I have been getting kind of breezy with the shapes and I need to revert back to being more conscious about them so that I can learn my notes, one of my goals. So this week, I'll probably be a bit more into the scales.

I am kind of letting my modal chord harmonizations deteriorate in my memory, so I started playing progressions again. In the key of E, the F# is a requirement. And I've been practicing using the F-shaped barre chord to form it. It is good way to get all four strings for this and the Ab major chord. Currently I usually form both those chords using the G major shape and muting the 4th string.

Amidst all these types of things, I usually will use some easy blues progressions to play something easy. The ones I have been playing are semi-jazzy:

I7 | I 7 | IV9 | IV9
I7 | I7 | V9 | IV 9
I7 | #I° | IIm7 | V7#9

I7 | IV9 | I7 | III°
IV9 | IV9 | I7 | III°
IIm7 | V9 | I7 | V9
 
Reading all this thread has pushed home to me just HOW MUCH I still have to learn in order to try and get anywhere NEAR all you guys! Sigh! lol

Good luck with your goals ripock.
 
The question is why would you want to be near us, as you say. I used to work with this bloke who had been a musician since he had been a teenager. He didn't know any of this stuff. He knew what he called Cowboy Chords--which I inferred meant open chords. However during his life he earned his income by playing Cowboy Chords. Later in life he was starting to dabble in theory just to further his education.

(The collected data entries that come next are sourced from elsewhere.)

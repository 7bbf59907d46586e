#![warn(rustdoc::missing_crate_level_docs)]
#![warn(rustdoc::invalid_rust_codeblocks)]

//! # Craft Engine
//!
//! A tick-driven scheduler for movable voxel structures ("craft").
//!
//! Craft are detected by flood fill, then moved and rotated by structural
//! tasks computed off the tick thread. Their results are applied to the world
//! through a collision-checked update queue, whole or not at all. Between
//! commands the coordinator keeps cruising craft moving, sinks craft that lost
//! too much of their hull and notifies pilots of nearby contacts.
//!
//! ## Key Modules
//!
//! * `config` - Settings and craft-type documents
//! * `core` - Shared-ownership primitives used across threads
//! * `engine_state` - The coordinator, the craft model and the reference world
//! * `error` - Error types for every fallible operation
//!
//! ## Usage
//!
//! ```no_run
//! fn main() {
//!     craft_engine::run();
//! }
//! ```
//!
//! `run` is a headless demo. Applications embed an
//! [`engine_state::Coordinator`] and call `tick` from their own loop.

use std::env;
use std::sync::Arc;
use std::thread;

use cgmath::{Point3, Vector3};
use log::{error, info, warn};
use web_time::{Duration, Instant};

pub mod config;
pub mod core;
pub mod engine_state;
pub mod error;

use config::Settings;
use engine_state::crafts::craft_type::CraftType;
use engine_state::crafts::CraftId;
use engine_state::voxels::block::{block_type::BlockType, Block};
use engine_state::voxels::entity::{EntityKind, PlayerId};
use engine_state::voxels::world::{VoxelWorld, WorldAccess, WorldId};
use engine_state::Coordinator;
use error::CraftError;

/// Environment variable naming the settings file.
pub const SETTINGS_ENV: &str = "CRAFT_SETTINGS";
/// Environment variable naming the craft-type file.
pub const CRAFT_TYPES_ENV: &str = "CRAFT_TYPES";

pub const TICKS_PER_SECOND: u64 = 20;
/// How long the headless demo runs.
pub const DEMO_TICKS: u64 = 200;

const DEMO_PILOT: PlayerId = PlayerId(1);

/// Craft type used when no craft-type file is given.
pub fn demo_craft_type() -> CraftType {
    CraftType {
        name: "Skiff".to_string(),
        allowed_blocks: vec![
            BlockType::PLANKS,
            BlockType::WOOD,
            BlockType::WOOL,
            BlockType::IRON_BLOCK,
        ],
        tick_cooldown: 4,
        cruise_skip_blocks: 1,
        detection_multiplier: 10.0,
        underwater_detection_multiplier: 5.0,
        ..Default::default()
    }
}

/// Builds a world with a 5x2x3 hull at the configured origin and a pilot
/// standing on it, then starts detecting the hull.
pub fn build_demo(
    settings: Settings,
    craft_type: Arc<CraftType>,
) -> Result<(Coordinator<VoxelWorld>, CraftId), CraftError> {
    let origin = settings.demo_origin();
    let mut world = VoxelWorld::new(WorldId(0));
    for dx in 0..5 {
        for dy in 0..2 {
            for dz in 0..3 {
                let pos = origin + Vector3::new(dx, dy, dz);
                world.set_block(pos, Block::new(BlockType::get_random_hull_type()));
            }
        }
    }
    world.spawn_entity(
        EntityKind::Player(DEMO_PILOT),
        Point3::new(
            f64::from(origin.x) + 2.5,
            f64::from(origin.y) + 2.0,
            f64::from(origin.z) + 1.5,
        ),
    );

    let mut coordinator = Coordinator::new(settings);
    coordinator.add_world(world);
    let craft = coordinator.detect(WorldId(0), origin, craft_type, Some(DEMO_PILOT), None)?;
    Ok((coordinator, craft))
}

fn load_settings() -> Settings {
    match env::var(SETTINGS_ENV) {
        Ok(path) => Settings::from_path(&path).unwrap_or_else(|error| {
            warn!("Falling back to default settings: {}", error);
            Settings::default()
        }),
        Err(_) => Settings::default(),
    }
}

fn load_craft_type() -> Arc<CraftType> {
    let loaded = env::var(CRAFT_TYPES_ENV)
        .ok()
        .map(|path| config::load_craft_types(&path));
    match loaded {
        Some(Ok(types)) if !types.is_empty() => {
            info!("Loaded {} craft types", types.len());
            Arc::clone(&types[0])
        }
        Some(Ok(_)) => {
            warn!("Craft type file is empty, using the demo type");
            Arc::new(demo_craft_type())
        }
        Some(Err(error)) => {
            warn!("Falling back to the demo craft type: {}", error);
            Arc::new(demo_craft_type())
        }
        None => Arc::new(demo_craft_type()),
    }
}

/// Runs the headless demo: pilots a small hull and cruises it east at 20 Hz.
pub fn run() {
    let mut log_builder = env_logger::Builder::new();
    log_builder
        .target(env_logger::Target::Stdout)
        .parse_env("RUST_LOG")
        .init();
    info!("Logger initialized");

    let settings = load_settings();
    let craft_type = load_craft_type();
    let (mut coordinator, craft) = match build_demo(settings, craft_type) {
        Ok(demo) => demo,
        Err(error) => {
            error!("Could not start the demo: {}", error);
            return;
        }
    };

    let tick_interval = Duration::from_millis(1000 / TICKS_PER_SECOND);
    let mut cruising = false;
    for _ in 0..DEMO_TICKS {
        let started = Instant::now();
        coordinator.tick();

        if !cruising && coordinator.craft(craft).is_some() {
            match coordinator.set_cruising(craft, Some(Vector3::new(1, 0, 0))) {
                Ok(()) => {
                    info!("{} is cruising east", craft);
                    cruising = true;
                }
                Err(error) => warn!("Could not start cruising: {}", error),
            }
        }

        let spent = started.elapsed();
        if spent < tick_interval {
            thread::sleep(tick_interval - spent);
        }
    }

    match coordinator.craft(craft) {
        Some(craft) => info!(
            "After {} ticks {} spans {:?}..{:?}",
            coordinator.current_tick(),
            craft.id,
            craft.bounds().min,
            craft.bounds().max
        ),
        None => warn!("The demo craft was never piloted"),
    }
}
//! # Craft Engine Entry Point
//!
//! Runs the headless demo. `CRAFT_SETTINGS` and `CRAFT_TYPES` may point at
//! JSON files; `RUST_LOG` controls logging.
//!
//! ## Usage
//!
//! ```bash
//! RUST_LOG=info cargo run --release
//! ```

fn main() {
    craft_engine::run();
}
//! Integrity checks and the descent of sinking craft.
//!
//! Every idle, floating craft whose type can sink is re-tallied against its
//! fly-block rules once `sink_check_ticks` have passed since its last check.
//! A craft that has lost too much either starts sinking or, when a region
//! policy forbids sinking where it is, is released on the spot.
//!
//! Sinking craft have no controller. They drop one block every sink interval
//! until a descent fails (they hit bottom), they leave the world, or they have
//! been sinking for `sinking_release_ticks`. Then they are removed and their
//! blocks handed to the fade store.

use cgmath::Vector3;
use log::{info, warn};

use crate::engine_state::crafts::craft_type::CompositionTally;
use crate::engine_state::crafts::{Craft, CraftId};
use crate::engine_state::voxels::world::WorldAccess;
use crate::engine_state::Coordinator;
use crate::error::PolicyDenial;

pub const SINKING_MESSAGE: &str = "Player- Craft is sinking";

/// Outcome of one integrity check.
#[derive(Clone, Debug, PartialEq)]
pub enum SinkVerdict {
    Afloat,
    Sinking,
    /// Should sink, but a region policy refuses.
    Denied(PolicyDenial),
}

/// Tallies the live blocks of `craft` and decides whether it sinks.
pub fn check_craft<W, F>(craft: &Craft, world: &W, deny: F) -> SinkVerdict
where
    W: WorldAccess + ?Sized,
    F: Fn(&Craft) -> Option<PolicyDenial>,
{
    let tally = CompositionTally::tally(
        &craft.craft_type,
        craft.block_list().iter().map(|pos| world.block_at(*pos)),
    );
    if !tally.should_sink(&craft.craft_type, craft.orig_block_count) {
        return SinkVerdict::Afloat;
    }
    match deny(craft) {
        Some(denial) => SinkVerdict::Denied(denial),
        None => SinkVerdict::Sinking,
    }
}

impl<W: WorldAccess> Coordinator<W> {
    pub(crate) fn sinking_pass(&mut self, now: u64) {
        self.check_integrity(now);
        self.descend(now);
    }

    fn check_integrity(&mut self, now: u64) {
        let interval = self.settings.sink_check_ticks;
        let due: Vec<CraftId> = self
            .registry
            .iter()
            .filter(|craft| !craft.sinking && craft.craft_type.sinks() && craft.is_idle())
            .filter(|craft| now.saturating_sub(craft.last_block_check) > interval)
            .map(|craft| craft.id)
            .collect();

        for id in due {
            let Some(craft) = self.registry.get(id) else {
                continue;
            };
            let Some(handle) = self.worlds.get(&craft.world) else {
                continue;
            };
            let policy = self.policy.as_deref();
            let verdict = check_craft(craft, &*handle.get(), |craft| {
                policy.and_then(|policy| {
                    craft
                        .block_list()
                        .iter()
                        .find_map(|pos| policy.check_sink(craft.world, *pos))
                })
            });

            match verdict {
                SinkVerdict::Afloat => {
                    if let Some(craft) = self.registry.get_mut(id) {
                        craft.last_block_check = now;
                    }
                }
                SinkVerdict::Denied(denial) => {
                    let target = self.message_target(id);
                    self.notify(target, &denial.to_string());
                    info!("{} should sink but may not here: {}", id, denial);
                    if let Err(error) = self.release(id) {
                        warn!("Could not release {} after a sink denial: {}", id, error);
                    }
                }
                SinkVerdict::Sinking => {
                    let target = self.message_target(id);
                    self.notify(target, SINKING_MESSAGE);
                    info!("{} is sinking", id);
                    self.registry.remove_controller(id);
                    if let Some(craft) = self.registry.get_mut(id) {
                        craft.cruising = false;
                        craft.keep_moving = false;
                        craft.pilot_locked = false;
                        craft.sinking = true;
                        craft.sinking_since = Some(now);
                    }
                }
            }
        }
    }

    fn descend(&mut self, now: u64) {
        let sinking: Vec<CraftId> = self
            .registry
            .iter()
            .filter(|craft| craft.sinking)
            .map(|craft| craft.id)
            .collect();

        for id in sinking {
            let Some(craft) = self.registry.get(id) else {
                continue;
            };
            let floor = self
                .worlds
                .get(&craft.world)
                .map(|world| world.get().height_bounds().0)
                .unwrap_or(i32::MIN);
            let sinking_for = now.saturating_sub(craft.sinking_since.unwrap_or(now));

            if craft.is_empty()
                || craft.bounds().min.y < floor
                || sinking_for >= self.settings.sinking_release_ticks
            {
                self.retire_wreck(id);
                continue;
            }
            if !craft.is_idle() {
                continue;
            }

            let rate = craft
                .craft_type
                .sink_rate_ticks
                .unwrap_or(self.settings.sink_rate_ticks);
            if now.saturating_sub(craft.last_cruise_update) < rate {
                continue;
            }
            let delta = if craft.craft_type.keep_moving_on_sink {
                Vector3::new(craft.last_move.x, -1, craft.last_move.z)
            } else {
                Vector3::new(0, -1, 0)
            };
            self.continue_moving(id, delta, now);
        }
    }

    /// Removes a sunk craft and lets its blocks fade.
    pub(crate) fn retire_wreck(&mut self, id: CraftId) {
        let craft = match self.release(id) {
            Ok(craft) => craft,
            Err(error) => {
                warn!("Could not retire {}: {}", id, error);
                return;
            }
        };
        let fade_after = self.settings.fade_wrecks_after_ticks;
        if fade_after == 0 {
            return;
        }
        if let Some(handle) = self.worlds.get(&craft.world) {
            let world = handle.get();
            let sea_level = world.sea_level();
            let now = self.current_tick;
            for pos in craft.block_list() {
                let block = world.block_at(*pos);
                if !block.is_air() {
                    self.passes.fades.register(
                        craft.world,
                        *pos,
                        block.block_type,
                        pos.y <= sea_level,
                        now,
                    );
                }
            }
        }
    }
}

so I just want to say as a public service announcement that theory isn't really necessary to make music. However, if you're a freak like me and theory is how your brain works, then welcome! Do you have any tips on what to do with the Lokrian mode? I've been trying to play some progressions, but the Lokrian doesn't seem to progress. The best thing I have found is a sort of call and response type of thing in which I strum a diminished E (I chord), and then play an F (bII chord) then return to Edim then go to C (bVI chord) and so on. That sounds good to my ear--although it is a bit endless.
 
I've been doing some thinking about one of my tragic flaws, the paralysis by analysis. I think about something and know how to do it, but I never actually do it. I assume that since I understand how, I can just wait until I need to do it and then just summon it up. However things are performative in nature. For example, although I am very well trained as a writer, I never wrote a novel because I want to write a narrative that also has something significant to say in terms of philosophy. I could never realize what that deeper meaning would be, so I never started. But if I had just written the narrative, the deeper meaning would have taken care of itself.

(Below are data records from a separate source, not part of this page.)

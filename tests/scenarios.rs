// End-to-end scenarios driven through the public coordinator API.
//
// Every test builds an in-memory world, pilots one or more hulls and ticks the
// coordinator, checking the world and the registry after each step. Unless a
// test says otherwise, tasks run inline (worker_threads = 0), so anything
// dispatched before or during a tick is written by the end of that tick.

use std::sync::{Arc, Mutex};
use std::time::Duration;

use cgmath::{Point3, Vector3};

use craft_engine::config::{Settings, SiegeConfig};
use craft_engine::engine_state::crafts::craft_type::{CraftType, FlyBlockRule};
use craft_engine::engine_state::crafts::CraftId;
use craft_engine::engine_state::integration::{Economy, RecordingNotifier, RegionPolicy};
use craft_engine::engine_state::voxels::block::block_side::{BlockSide, Rotation};
use craft_engine::engine_state::voxels::block::{block_type::BlockType, Block, BlockPos};
use craft_engine::engine_state::voxels::entity::PlayerId;
use craft_engine::engine_state::voxels::world::{VoxelWorld, WorldAccess, WorldId};
use craft_engine::engine_state::Coordinator;
use craft_engine::core::MtResource;
use craft_engine::error::{CraftError, EconomyError, OwnershipConflict, PolicyDenial};

const WORLD: WorldId = WorldId(0);

fn skiff() -> Arc<CraftType> {
    Arc::new(CraftType {
        name: "Skiff".to_string(),
        allowed_blocks: vec![BlockType::PLANKS],
        tick_cooldown: 2,
        ..Default::default()
    })
}

fn balloon() -> Arc<CraftType> {
    Arc::new(CraftType {
        name: "Balloon".to_string(),
        allowed_blocks: vec![BlockType::WOOL, BlockType::PLANKS],
        fly_blocks: vec![FlyBlockRule {
            blocks: vec![BlockType::WOOL],
            min_percent: 100.0,
            max_percent: 100.0,
        }],
        sink_percent: 50.0,
        ..Default::default()
    })
}

struct Harness {
    coordinator: Coordinator<VoxelWorld>,
    world: MtResource<VoxelWorld>,
    notifier: Arc<RecordingNotifier>,
}

impl Harness {
    fn new(settings: Settings, build: impl FnOnce(&mut VoxelWorld)) -> Self {
        Self::with_policy(settings, None, build)
    }

    fn with_policy(
        settings: Settings,
        policy: Option<Arc<dyn RegionPolicy>>,
        build: impl FnOnce(&mut VoxelWorld),
    ) -> Self {
        let mut world = VoxelWorld::new(WORLD);
        build(&mut world);
        let notifier = Arc::new(RecordingNotifier::new());
        let mut coordinator = Coordinator::new(settings).with_notifier(notifier.clone());
        if let Some(policy) = policy {
            coordinator = coordinator.with_region_policy(policy);
        }
        let world = coordinator.add_world(world);
        Harness {
            coordinator,
            world,
            notifier,
        }
    }

    fn pilot(&mut self, seed: BlockPos, craft_type: Arc<CraftType>, player: u64) -> CraftId {
        let id = self
            .coordinator
            .detect(WORLD, seed, craft_type, Some(PlayerId(player)), None)
            .unwrap();
        self.coordinator.tick();
        assert!(
            self.coordinator.craft(id).is_some(),
            "detection failed: {:?}",
            self.notifier.messages()
        );
        id
    }

    fn ticks(&mut self, count: usize) {
        for _ in 0..count {
            self.coordinator.tick();
        }
    }

    fn block(&self, x: i32, y: i32, z: i32) -> BlockType {
        self.world.get().block_at(Point3::new(x, y, z)).block_type
    }

    fn sorted_blocks(&self, id: CraftId) -> Vec<(i32, i32, i32)> {
        let mut blocks: Vec<(i32, i32, i32)> = self
            .coordinator
            .craft(id)
            .unwrap()
            .block_list()
            .iter()
            .map(|pos| (pos.x, pos.y, pos.z))
            .collect();
        blocks.sort();
        blocks
    }
}
//! # Task System Core Types
//!
//! ## Core Components
//! - `Task`: a unit of work bound to exactly one craft
//! - `TaskOutcome`: what a task produced, one variant per task kind
//! - `CompletedTask`: an outcome tagged with its task and craft, as it comes
//!   off the completion queue
//!
//! ## Task Lifecycle
//! 1. The coordinator marks the craft `Dispatched` and publishes the task via
//!    `TaskManager::publish_task()`
//! 2. The task's `process()` method runs on a worker thread (or inline)
//! 3. The outcome is pushed onto the shared completion queue
//! 4. The coordinator drains a bounded batch per tick and interprets each
//!    outcome with a `match`
//!
//! ## Thread Safety
//! - `Task` must be `Send` to be transferred to a worker
//! - Tasks only ever take read guards on the world

use web_time::Duration;

use crate::engine_state::crafts::tasks::{DetectionResult, MovementFailure, MovementResult};
use crate::engine_state::crafts::CraftId;
use crate::error::CraftError;

/// Identifier of one dispatch. Never reused.
#[derive(Copy, Clone, Debug, PartialEq, Eq, Hash, PartialOrd, Ord)]
pub struct TaskId(pub u64);

/// A unit of work that computes off the tick thread.
///
/// Tasks own everything they need: a snapshot of the craft and a handle to the
/// world. They must never write to the world or to the live craft.
pub trait Task: Send {
    /// The craft this task belongs to.
    fn craft(&self) -> CraftId;

    /// Short label for logs.
    fn kind(&self) -> &'static str;

    /// Runs the computation. Consumes the task; it is never reused.
    fn process(self: Box<Self>) -> TaskOutcome;
}

#[derive(Debug)]
pub enum TaskOutcome {
    Detected(Result<DetectionResult, CraftError>),
    Translated(Result<MovementResult, MovementFailure>),
    Rotated(Result<MovementResult, MovementFailure>),
    /// The task panicked on its worker. Nothing was produced.
    Aborted(String),
}

#[derive(Debug)]
pub struct CompletedTask {
    pub id: TaskId,
    pub craft: CraftId,
    pub outcome: TaskOutcome,
    /// Wall time spent inside `process()`.
    pub elapsed: Duration,
}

I do this with the ukulele quite a bit. I know what I am supposed to do to attain a great drone to accompany myself in the style of Justin Johnson or Reverend Peyton, but I just don't do it. In fact my Fingerstyle Ukulele workbook has been sittting on my music stand so long that it is creased. I need to just practice the thumb exercises and play a few of the songs...then all the minutiae would work itself out.

So I practiced that a bit with my metronome. Later on, I'll insert some pinched melody notes from the treble strings.

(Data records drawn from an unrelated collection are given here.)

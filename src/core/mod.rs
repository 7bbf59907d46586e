//! # Core Module
//!
//! Concurrency primitives shared by the rest of the engine.
//!
//! ## Key Components
//! - `MtResource`: Thread-safe reference-counted value behind a read-write lock.
//!   Worlds live behind one of these so structural tasks can read them from
//!   worker threads while the tick loop remains the only writer.

pub mod mt_resource;

pub use mt_resource::MtResource;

In anticipation of getting my linear tenor, I practiced the five pentatonic shapes for the linear tuning. With these, you start on the G string and finish on the A string, whereas with the re-entrant uke, you start on the C string and end on the A. Obviously, the linear tuning can play everything the re-entrant can, plus add some gloriously deeper-sounding shapes of its own.

In a sense there isn't anything new to learn; the linear shapes are just the re-entrant shapes preceded by a few notes on the G string. For example, the linear tonic shape is merely the re-entrant mediant shape with the 1st and flat 3rd played on the G string. The key will be to remember which re-entrant shape to combine with which notes from the G string.

In the E minor pentatonic I will be able to fit in 7 shapes which is the same number of shapes as the re-entrant has. It starts with the mediant shape at the 2nd fret and ends with the dominant shape in the 16th fret. Immediately it should be obvious that there is a lot of potential here. You have 3-stringed shapes and 4-stringed shapes and they all overlap. It will be easy to jump from one to the other. As a matter of fact, I could play a continuous flow of notes forever. The bigger challenge is finding phrasing to turn my pentatonic shapes into music. That however goes back to the theme of the day...I just have to do it and learn while I burn--as opposed to planning it out in my mind.
 
It is going to be an all-night party! I promised the wife that I would wax the floors in the library and the dining room, as well as mop the kitchen.

To renew my flesh I made some huevos rancheros with the additions of some shrimp and some gorgonzolla cheese...along with some of my Mad Dog hot sauce...which is crazy hot. Because of the Mad Dog, I will have some lime juice handy citric acid neutralizes the capaisin. I bought some beer from our local pub. So I will be doing floors and playing ukulele until sunrise.
 
I know that apologies are neither required or desired, but I am sorry to say that recently many thing have come between me and my ukulele. That seems to remind me of some lines of Yeats where he essentially says that many things tempt him from writing verse.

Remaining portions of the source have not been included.